Workers wearing full-body safety harnesses are at risk for suspension trauma if they are not rescued in 5 to 30 min after a successfully arrested fall. Suspension trauma, which may be fatal, occurs when a person's legs are immobile in a vertical posture, leading to the pooling of blood in the legs, pelvis, and abdomen, and the reduction of return blood flow to the heart and brain. To measure suspension tolerance time, 22 men and 18 women with construction experience were suspended from the chest D-ring (CHEST) and back D-ring (BACK) of full-body, fall-arrest harnesses.

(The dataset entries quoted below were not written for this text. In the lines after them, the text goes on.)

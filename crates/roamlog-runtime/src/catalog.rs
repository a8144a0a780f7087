//! Themes and fonts available to a host.
//!
//! The catalog starts with the built-in presets. Themes fetched from the
//! server are added on top and may replace a preset with the same slug.

use std::collections::{BTreeMap, HashSet};

use roamlog_engine::{resolve_typography, FontCatalog, ResolvedTypography};
use roamlog_types::{JournalTheme, DEFAULT_THEME_SLUG};

use crate::config::Config;
use crate::{Error, Result};

#[derive(Debug, Clone)]
pub struct ThemeCatalog {
    themes: BTreeMap<String, JournalTheme>,
}

impl Default for ThemeCatalog {
    fn default() -> Self {
        Self::with_presets()
    }
}

impl ThemeCatalog {
    /// Catalog containing only the built-in presets
    pub fn with_presets() -> Self {
        let themes = JournalTheme::presets()
            .into_iter()
            .map(|theme| (theme.slug.clone(), theme.clone()))
            .collect();
        Self { themes }
    }

    pub fn len(&self) -> usize {
        self.themes.len()
    }

    pub fn is_empty(&self) -> bool {
        self.themes.is_empty()
    }

    pub fn slugs(&self) -> impl Iterator<Item = &str> {
        self.themes.keys().map(String::as_str)
    }

    /// Register a theme after validating it
    ///
    /// Returns the theme it replaced, if any.
    pub fn insert(&mut self, theme: JournalTheme) -> Result<Option<JournalTheme>> {
        theme.validate()?;
        tracing::debug!(slug = %theme.slug, system = theme.is_system, "registering theme");
        Ok(self.themes.insert(theme.slug.clone(), theme))
    }

    /// Parse and register a theme as served by the API
    pub fn insert_json(&mut self, json: &str) -> Result<&JournalTheme> {
        let theme: JournalTheme = serde_json::from_str(json)?;
        let slug = theme.slug.clone();
        self.insert(theme)?;
        self.get(&slug)
    }

    pub fn get(&self, slug: &str) -> Result<&JournalTheme> {
        self.themes
            .get(slug)
            .ok_or_else(|| Error::ThemeNotFound(slug.to_string()))
    }

    /// Theme for `slug`, falling back to the default preset
    pub fn resolve(&self, slug: Option<&str>) -> &JournalTheme {
        if let Some(slug) = slug {
            if let Some(theme) = self.themes.get(slug) {
                return theme;
            }
            tracing::warn!(slug, "unknown theme, falling back to default");
        }

        self.themes
            .get(DEFAULT_THEME_SLUG)
            .unwrap_or(JournalTheme::default_preset())
    }

    /// Theme selected by the config
    pub fn active(&self, config: &Config) -> &JournalTheme {
        self.resolve(Some(&config.default_theme))
    }
}

/// Fonts shipped with the host app
#[derive(Debug, Clone, Default, PartialEq, Eq)]
pub struct BundledFonts {
    names: HashSet<String>,
}

impl BundledFonts {
    pub fn new<I, S>(names: I) -> Self
    where
        I: IntoIterator<Item = S>,
        S: Into<String>,
    {
        Self {
            names: names.into_iter().map(Into::into).collect(),
        }
    }

    pub fn from_config(config: &Config) -> Self {
        Self::new(config.bundled_fonts.iter().cloned())
    }

    /// Typography of `theme` as this host can render it
    pub fn typography(&self, theme: &JournalTheme) -> ResolvedTypography {
        resolve_typography(&theme.typography, self)
    }
}

impl FontCatalog for BundledFonts {
    fn contains(&self, name: &str) -> bool {
        self.names.contains(name)
    }
}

Fifteen men and 13 women from the original group of subjects were then suspended using a newly developed National Institute for Occupational Safety and Health harness accessory (ACCESS), which supports the upper legs. Midthigh circumference changes were 1.4 and 1.9 cm, changes in minute ventilation were 1.2 and 1.5 L/min, changes in heart rate (HR) were 15.1 and 21.6 bpm, and changes in mean arterial pressure were 5.1 and -2.6 mmHg (p < or = 0.05) for all subjects during CHEST and BACK, respectively. Kaplan-Meier median suspension time for all subjects for the CHEST condition was 29 min (range 4-60 min) and 31 min (range 5-56 min) for the BACK condition. The 95th percentile for suspension time was 7 min for CHEST and 11 min for BACK. Cox regression revealed that body weight had a statistically significant effect on the time until experiencing a medical end point (p < or = 0.05) during the BACK condition. Mean (+/- SD) suspension time was 58 +/- 6 min (range 39-60 min) for all subjects for the ACCESS condition. There were no terminations due to medical symptoms during the ACCESS suspension, changes in physiological variables were small, and 85% of ACCESS subjects completed 60-min suspensions. These data provide information on motionless suspension tolerance time to standards-setting organizations and demonstrate the potential of a prototype harness accessory to delay or prevent suspension trauma.